If there’s anything we understand communally right now, it’s that every bit of this life is precious, it’s all dangerous, and we have no idea how any of it is going to go.

I’m thinking of MtMn getting on a plane seven years ago, flying off to Sydney to get on his first Celebrity cruise, which turned out to be awful and exploitative and full of amazing musicians. He’s more of a nihilist now, and also has more friendships.

I’m thinking of him building a fireplace out of local stone despite having no experience, which was risky and dangerous and resulted in one moderate injury (temporary) and one epic living room (permanent, at least in the context of our lives…and barring any Hill Country tornadoes).

I’m thinking of my brother’s family chasing deer and fish and beauty all over northern Minnesota. Of my sister getting another degree and giving her time to service organizations and to learning Pilates and to intentionally crafting a work life that allows her flexibility for all of it. Of my brother-in-law traveling to play golf with the college friends he’s kept for decades. Of my sister-in-law writing poetry and prose and mothering five kids and raging at her childhood religion and missing the parents who taught it to her. Of the brother who started learning banjo in his fifties, of the one who takes in animals to give them love and security.

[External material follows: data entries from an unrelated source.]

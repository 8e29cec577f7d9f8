//! # Wakapp Core Library
//!
//! Client-side state model for Wakapp, a social wake-up alarm service: users
//! schedule alarms for themselves or for accepted friends, choosing how the
//! target is woken (voice, video, song or puzzle). The service owns the
//! records; this crate owns the rules around them and is shared by the CLI
//! and any other front end.
//!
//! ## Architecture
//!
//! - **Session**: the current identity, persisted in a SQLite key-value table
//! - **Friendships**: status machine, add/resend/remove flows
//! - **Alarms**: drafts, validation, create/delete/clone, reveal rules
//! - **Partition**: Active / Pending / Past buckets derived from `now`
//! - **API**: typed `reqwest` client for the remote service
//!
//! ## Key Components
//!
//! - [`Session`]: who is acting; passed into every operation that needs it
//! - [`AlarmService`], [`FriendService`], [`Auth`]: remote operations
//! - [`partition`]: pure bucketing of an alarm list
//! - [`Config`]: application configuration management

pub mod alarm;
pub mod api;
pub mod auth;
pub mod confirm;
pub mod display;
pub mod error;
pub mod friends;
pub mod partition;
pub mod refresh;
mod serde_util;
pub mod session;
pub mod storage;
pub mod validation;

pub use alarm::{
    Alarm, AlarmDraft, AlarmService, AlarmSummary, Bucket, CreateAlarmRequest, MediaRef, Reveal,
    TargetType, WakeMethod,
};
pub use api::ApiClient;
pub use auth::{Auth, LoginInput, Registration, RegistrationOutcome};
pub use confirm::Confirmation;
pub use error::{
    ConfigError, CoreError, PersistenceError, Result, SelectionError, TransportError,
    ValidationError,
};
pub use friends::{wake_up_candidates, FriendRequest, FriendService, Friendship, FriendshipStatus};
pub use partition::{partition, AlarmBuckets};
pub use refresh::{Exclusive, InFlight, RefreshSlot, Running, Ticket};
pub use session::{Identity, Session, SessionBackend};
pub use storage::{Config, Database};
pub use validation::validate;
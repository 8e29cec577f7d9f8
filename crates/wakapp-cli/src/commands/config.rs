use clap::Subcommand;
use wakapp_core::Config;

use super::CommandResult;

#[derive(Subcommand)]
pub enum ConfigAction {
    /// Get a config value
    Get {
        /// Dot-separated key (e.g. "api.base_url", "display.hour12")
        key: String,
    },
    /// Set a config value
    Set {
        /// Dot-separated key
        key: String,
        /// New value
        value: String,
    },
    /// List all config values
    List,
    /// Reset config to defaults
    Reset,
}

pub fn run(action: ConfigAction) -> CommandResult {
    match action {
        ConfigAction::Get { key } => {
            let config = Config::load()?;
            match config.get(&key) {
                Some(value) => println!("{value}"),
                None => return Err(format!("unknown key: {key}").into()),
            }
        }
        ConfigAction::Set { key, value } => {
            let mut config = Config::load()?;
            config.set(&key, &value)?;
            println!("ok");
        }
        ConfigAction::List => {
            let config = Config::load()?;
            println!("{}", serde_json::to_string_pretty(&config)?);
        }
        ConfigAction::Reset => {
            Config::default().save()?;
            println!("config reset to defaults");
        }
    }
    Ok(())
}
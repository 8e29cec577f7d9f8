//! Splits an alarm listing into Active / Pending / Past.
//!
//! Recomputed from scratch on every call; nothing is cached between calls.

use chrono::NaiveDateTime;
use serde::Serialize;

use crate::alarm::{Alarm, Bucket};

/// The three display partitions, each sorted by scheduled time.
#[derive(Debug, Clone, Default, PartialEq, Serialize)]
pub struct AlarmBuckets {
    pub active: Vec<Alarm>,
    pub pending: Vec<Alarm>,
    pub past: Vec<Alarm>,
}

impl AlarmBuckets {
    pub fn get(&self, bucket: Bucket) -> &[Alarm] {
        match bucket {
            Bucket::Active => &self.active,
            Bucket::Pending => &self.pending,
            Bucket::Past => &self.past,
        }
    }

    pub fn len(&self) -> usize {
        self.active.len() + self.pending.len() + self.past.len()
    }

    pub fn is_empty(&self) -> bool {
        self.len() == 0
    }

    /// Non-empty buckets in display order.
    pub fn sections(&self) -> impl Iterator<Item = (Bucket, &[Alarm])> {
        [Bucket::Active, Bucket::Pending, Bucket::Past]
            .into_iter()
            .map(move |b| (b, self.get(b)))
            .filter(|(_, alarms)| !alarms.is_empty())
    }
}

/// Undated alarms sort after every dated one.
fn sort_key(alarm: &Alarm) -> (bool, Option<NaiveDateTime>) {
    let at = alarm.scheduled_at();
    (at.is_none(), at)
}

/// Partition `alarms` against `now`.
///
/// Every input alarm lands in exactly one bucket. Ordering inside a bucket is
/// ascending by scheduled time; ties keep their order from `alarms`.
pub fn partition(alarms: &[Alarm], now: NaiveDateTime) -> AlarmBuckets {
    let mut sorted: Vec<&Alarm> = alarms.iter().collect();
    // `sort_by_key` is stable.
    sorted.sort_by_key(|a| sort_key(a));

    let mut buckets = AlarmBuckets::default();
    for alarm in sorted {
        let target = match alarm.bucket(now) {
            Bucket::Active => &mut buckets.active,
            Bucket::Pending => &mut buckets.pending,
            Bucket::Past => &mut buckets.past,
        };
        target.push(alarm.clone());
    }
    buckets
}
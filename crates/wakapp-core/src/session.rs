//! Session store: the one place the current identity lives.
//!
//! A session is "authenticated" when both the credential marker and the
//! serialized identity are persisted. Both are written in one transaction so
//! a reader never observes one without the other.

use serde::{Deserialize, Serialize};

use crate::error::{CoreError, PersistenceError, Result};
use crate::serde_util::string_or_number;
use crate::storage::Database;

/// Key holding the credential marker.
pub const TOKEN_KEY: &str = "userToken";
/// Key holding the JSON-serialized [`Identity`].
pub const USER_KEY: &str = "userData";
/// Key holding the last email used for a successful login.
pub const REMEMBERED_EMAIL_KEY: &str = "wakapp_remembered_email";

/// Authentication is external; the marker only records that a session exists.
const SESSION_MARKER: &str = "session";

/// A user as known to the client.
#[derive(Debug, Clone, PartialEq, Eq, Serialize, Deserialize)]
pub struct Identity {
    #[serde(deserialize_with = "string_or_number")]
    pub id: String,
    pub username: String,
    #[serde(default)]
    pub email: String,
    #[serde(default)]
    pub phone: String,
}

/// Storage seam for [`Session`].
pub trait SessionBackend {
    fn read(&self, key: &str) -> Result<Option<String>, PersistenceError>;

    fn write(&mut self, key: &str, value: &str) -> Result<(), PersistenceError>;

    /// Write every entry or none of them.
    fn write_all(&mut self, entries: &[(&str, &str)]) -> Result<(), PersistenceError>;

    fn remove_all(&mut self, keys: &[&str]) -> Result<(), PersistenceError>;
}

impl SessionBackend for Database {
    fn read(&self, key: &str) -> Result<Option<String>, PersistenceError> {
        Ok(self.kv_get(key)?)
    }

    fn write(&mut self, key: &str, value: &str) -> Result<(), PersistenceError> {
        Ok(self.kv_set(key, value)?)
    }

    fn write_all(&mut self, entries: &[(&str, &str)]) -> Result<(), PersistenceError> {
        Ok(self.kv_set_all(entries)?)
    }

    fn remove_all(&mut self, keys: &[&str]) -> Result<(), PersistenceError> {
        Ok(self.kv_delete_all(keys)?)
    }
}

/// The current identity plus the backend it is persisted in.
///
/// Pass a `Session` to every operation that needs to know who is acting;
/// several sessions can coexist (e.g. in tests).
pub struct Session<B = Database> {
    backend: B,
    identity: Option<Identity>,
}

impl<B: SessionBackend> Session<B> {
    /// Unauthenticated session over `backend`. Call [`Session::restore`] to
    /// pick up a previously persisted identity.
    pub fn new(backend: B) -> Self {
        Self {
            backend,
            identity: None,
        }
    }

    /// Build a session and immediately restore it.
    pub fn restored(backend: B) -> Self {
        let mut session = Self::new(backend);
        session.restore();
        session
    }

    pub fn current(&self) -> Option<&Identity> {
        self.identity.as_ref()
    }

    pub fn is_authenticated(&self) -> bool {
        self.identity.is_some()
    }

    /// The current identity, or `NotFound` when nobody is logged in.
    pub fn require(&self) -> Result<&Identity> {
        self.identity
            .as_ref()
            .ok_or_else(|| CoreError::not_found("session", "current"))
    }

    pub fn backend(&self) -> &B {
        &self.backend
    }

    /// Read the persisted session. Any failure is treated as "absent".
    pub fn restore(&mut self) -> Option<&Identity> {
        self.identity = match self.read_persisted() {
            Ok(found) => found,
            Err(e) => {
                tracing::warn!(error = %e, "session restore failed; treating as logged out");
                None
            }
        };
        self.identity.as_ref()
    }

    fn read_persisted(&self) -> Result<Option<Identity>, PersistenceError> {
        let token = self.backend.read(TOKEN_KEY)?;
        let data = self.backend.read(USER_KEY)?;
        match (token, data) {
            (Some(_), Some(data)) => serde_json::from_str(&data)
                .map(Some)
                .map_err(|source| PersistenceError::Corrupt {
                    key: USER_KEY.to_string(),
                    source,
                }),
            _ => Ok(None),
        }
    }

    /// Persist `identity` and mark the session authenticated.
    ///
    /// # Errors
    ///
    /// Returns `Persistence` if the write fails; the previous session, in
    /// memory and in storage, is then left as it was.
    pub fn establish(&mut self, identity: Identity) -> Result<()> {
        let data = serde_json::to_string(&identity).map_err(|source| {
            PersistenceError::Corrupt {
                key: USER_KEY.to_string(),
                source,
            }
        })?;
        self.backend
            .write_all(&[(TOKEN_KEY, SESSION_MARKER), (USER_KEY, data.as_str())])?;

        tracing::info!(user_id = %identity.id, "session established");
        self.identity = Some(identity);
        Ok(())
    }

    /// Drop the session from memory and storage.
    ///
    /// The in-memory session is cleared even if removing the stored copy
    /// fails; the error is still returned so it can be reported.
    pub fn clear(&mut self) -> Result<()> {
        if let Some(identity) = self.identity.take() {
            tracing::info!(user_id = %identity.id, "session cleared");
        }
        self.backend.remove_all(&[TOKEN_KEY, USER_KEY])?;
        Ok(())
    }

    /// Swap the in-memory identity (profile edits). Storage is untouched.
    pub fn replace(&mut self, identity: Identity) -> Result<()> {
        match self.identity.as_mut() {
            Some(current) => {
                *current = identity;
                Ok(())
            }
            None => Err(CoreError::not_found("session", "current")),
        }
    }

    /// Best-effort: failures are logged and swallowed.
    pub fn remember_email(&mut self, email: &str) {
        if let Err(e) = self.backend.write(REMEMBERED_EMAIL_KEY, email) {
            tracing::warn!(error = %e, "could not save remembered email");
        }
    }

    /// Best-effort: failures are logged and read as "none".
    pub fn remembered_email(&self) -> Option<String> {
        match self.backend.read(REMEMBERED_EMAIL_KEY) {
            Ok(email) => email.filter(|e| !e.is_empty()),
            Err(e) => {
                tracing::warn!(error = %e, "could not load remembered email");
                None
            }
        }
    }
}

Of my friends who pursued music with a passion and who are at the top of their profession, of those who did the same and are grinding it out, of those who left out of frustration or because of new passions, of those who stopped playing completely, of those who still sing, of those who teach, of those who listen.

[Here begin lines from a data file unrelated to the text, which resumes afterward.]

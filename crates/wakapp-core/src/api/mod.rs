//! HTTP client for the Wakapp service.
//!
//! One async method per endpoint. The client holds no state beyond the base
//! URL and the underlying connection pool, so it can be shared freely.

pub mod types;

pub use types::{AlarmReceipt, FriendRequestPayload, FriendRequestReceipt, NewUser};

use std::time::Duration;

use reqwest::{Client, Method, RequestBuilder, Response, StatusCode};
use serde::de::DeserializeOwned;
use url::Url;

use crate::alarm::{Alarm, CreateAlarmRequest};
use crate::error::{CoreError, Result, TransportError};
use crate::friends::Friendship;
use crate::session::Identity;
use crate::storage::ApiConfig;
use types::ErrorBody;

/// Wakapp service client.
#[derive(Debug, Clone)]
pub struct ApiClient {
    http: Client,
    base: Url,
}

impl ApiClient {
    /// Build a client for `base_url` with a per-request timeout.
    ///
    /// # Errors
    /// Returns `Transport` if the URL cannot be parsed or the HTTP client
    /// cannot be built.
    pub fn new(base_url: &str, timeout: Duration) -> Result<Self> {
        let base = Url::parse(base_url).map_err(TransportError::Url)?;
        if base.cannot_be_a_base() {
            return Err(TransportError::Url(url::ParseError::RelativeUrlWithCannotBeABaseBase).into());
        }
        let http = Client::builder().timeout(timeout).build()?;
        Ok(Self { http, base })
    }

    pub fn from_config(config: &ApiConfig) -> Result<Self> {
        Self::new(&config.base_url, config.timeout())
    }

    pub fn base_url(&self) -> &Url {
        &self.base
    }

    /// Base URL plus percent-encoded path segments.
    fn url(&self, segments: &[&str]) -> Result<Url> {
        let mut url = self.base.clone();
        url.path_segments_mut()
            .map_err(|_| TransportError::Url(url::ParseError::RelativeUrlWithCannotBeABaseBase))?
            .pop_if_empty()
            .extend(segments);
        Ok(url)
    }

    fn request(&self, method: Method, url: Url) -> RequestBuilder {
        tracing::debug!(%method, path = url.path(), "api request");
        self.http.request(method, url)
    }

    /// Send and map non-success statuses. A 404 becomes `NotFound` for
    /// (`kind`, `id`).
    async fn send(&self, req: RequestBuilder, kind: &'static str, id: &str) -> Result<Response> {
        let resp = req.send().await?;
        let status = resp.status();
        if status.is_success() {
            return Ok(resp);
        }
        if status == StatusCode::NOT_FOUND {
            return Err(CoreError::not_found(kind, id));
        }

        let detail = resp
            .json::<ErrorBody>()
            .await
            .ok()
            .and_then(ErrorBody::message)
            .unwrap_or_else(|| {
                status
                    .canonical_reason()
                    .unwrap_or("request failed")
                    .to_string()
            });
        tracing::debug!(status = status.as_u16(), %detail, "api error");
        Err(TransportError::Status {
            status: status.as_u16(),
            detail,
        }
        .into())
    }

    async fn send_json<T: DeserializeOwned>(
        &self,
        req: RequestBuilder,
        kind: &'static str,
        id: &str,
    ) -> Result<T> {
        Ok(self.send(req, kind, id).await?.json().await?)
    }

    /// Like `send_json`, but an empty body reads as default. Any other body
    /// must decode.
    async fn send_receipt<T: DeserializeOwned + Default>(
        &self,
        req: RequestBuilder,
        kind: &'static str,
        id: &str,
    ) -> Result<T> {
        let body = self.send(req, kind, id).await?.bytes().await?;
        decode_receipt(&body)
    }

    // -- users ---------------------------------------------------------------

    /// `GET /users`
    pub async fn list_users(&self) -> Result<Vec<Identity>> {
        let url = self.url(&["users"])?;
        self.send_json(self.request(Method::GET, url), "users", "")
            .await
    }

    /// `POST /users`. Returns the created identity when the service echoes
    /// one back with an id.
    pub async fn create_user(&self, user: &NewUser) -> Result<Option<Identity>> {
        let url = self.url(&["users"])?;
        let body: serde_json::Value = self
            .send_receipt(self.request(Method::POST, url).json(user), "users", "")
            .await?;
        Ok(serde_json::from_value::<Identity>(body).ok())
    }

    // -- friends -------------------------------------------------------------

    /// `GET /users/{id}/friends`
    pub async fn list_friends(&self, user_id: &str) -> Result<Vec<Friendship>> {
        let url = self.url(&["users", user_id, "friends"])?;
        self.send_json(self.request(Method::GET, url), "user", user_id)
            .await
    }

    /// `POST /friend-requests`
    pub async fn send_friend_request(
        &self,
        payload: &FriendRequestPayload,
    ) -> Result<FriendRequestReceipt> {
        let url = self.url(&["friend-requests"])?;
        self.send_receipt(
            self.request(Method::POST, url).json(payload),
            "user",
            &payload.user_id,
        )
        .await
    }

    /// `POST /friends/{id}/resend`
    pub async fn resend_friend_request(&self, friendship_id: &str) -> Result<()> {
        let url = self.url(&["friends", friendship_id, "resend"])?;
        self.send(self.request(Method::POST, url), "friendship", friendship_id)
            .await?;
        Ok(())
    }

    /// `DELETE /friends/{id}`
    pub async fn delete_friend(&self, friendship_id: &str) -> Result<()> {
        let url = self.url(&["friends", friendship_id])?;
        self.send(self.request(Method::DELETE, url), "friendship", friendship_id)
            .await?;
        Ok(())
    }

    // -- alarms --------------------------------------------------------------

    /// `GET /users/{id}/alarms`
    pub async fn list_alarms(&self, user_id: &str) -> Result<Vec<Alarm>> {
        let url = self.url(&["users", user_id, "alarms"])?;
        self.send_json(self.request(Method::GET, url), "user", user_id)
            .await
    }

    /// `POST /alarms`
    pub async fn create_alarm(&self, alarm: &CreateAlarmRequest) -> Result<AlarmReceipt> {
        let url = self.url(&["alarms"])?;
        self.send_receipt(
            self.request(Method::POST, url).json(alarm),
            "user",
            &alarm.user_id,
        )
        .await
    }

    /// `DELETE /alarms/{id}?user_id=`
    pub async fn delete_alarm(&self, alarm_id: &str, user_id: &str) -> Result<()> {
        let mut url = self.url(&["alarms", alarm_id])?;
        url.query_pairs_mut().append_pair("user_id", user_id);
        self.send(self.request(Method::DELETE, url), "alarm", alarm_id)
            .await?;
        Ok(())
    }
}

fn decode_receipt<T: DeserializeOwned + Default>(body: &[u8]) -> Result<T> {
    if body.iter().all(u8::is_ascii_whitespace) {
        return Ok(T::default());
    }
    serde_json::from_slice(body).map_err(|e| {
        tracing::debug!(error = %e, "undecodable response body");
        TransportError::Decode(e).into()
    })
}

Of my friends who found partners in their own high school, or in other countries, or in the later part of their lives. Who had children early, or who had them late, or who chose them, or who never had them. Of those who sorrow or rejoice because of that. Of those who deal with visas and red tape and citizenship, or who learn the names of everyone in their home town. Of those who end long marriages in the hope of something new. Of those who speak out loud things that many are not ready to hear.

Of those who rejoice in the completeness of their families, of those who are weathering the slow decline of someone beloved, of those brought low by catastrophic loss. Of those who wonder at their bounty and of those who cry out at a life of privation. Of those who wake each day with robust energy, of those who wonder with trepidation at the incremental changes in their bodies, of those who do not know good health.

Of friends who throw all the cards up in the air mid-game and change the rules, of those who are living the lives they planned. Of those whose parents are suffering and changing, of those whose parents are gone, of those whose parents are old and sharp and thriving.

Not one of the people in the sentences above has an easy road, or any guarantees. The inconveniences, the expenses, the impracticalities to each of these folks in pursuit of their dreams – or in the simple day-to-day management of their lives – are significant.

And we haven’t even gotten to the pandemic yet, the great chaos. The great equalizer.

Recently, one of my dearest old buddies said to me,

As far as I know, we only get the one life.

So friends, I think we should grab our dreams and hold on, and chase whatever freaking pavements are calling to us, whether they’re on the other side of the street or the other side of the globe.

Cheers from Charlottesville, y’all. Wherever you are, with heavy hearts or light, I hope you have a spare moment and a spare breath to rejoice. And if you don’t, take the one I’m sending to you right now.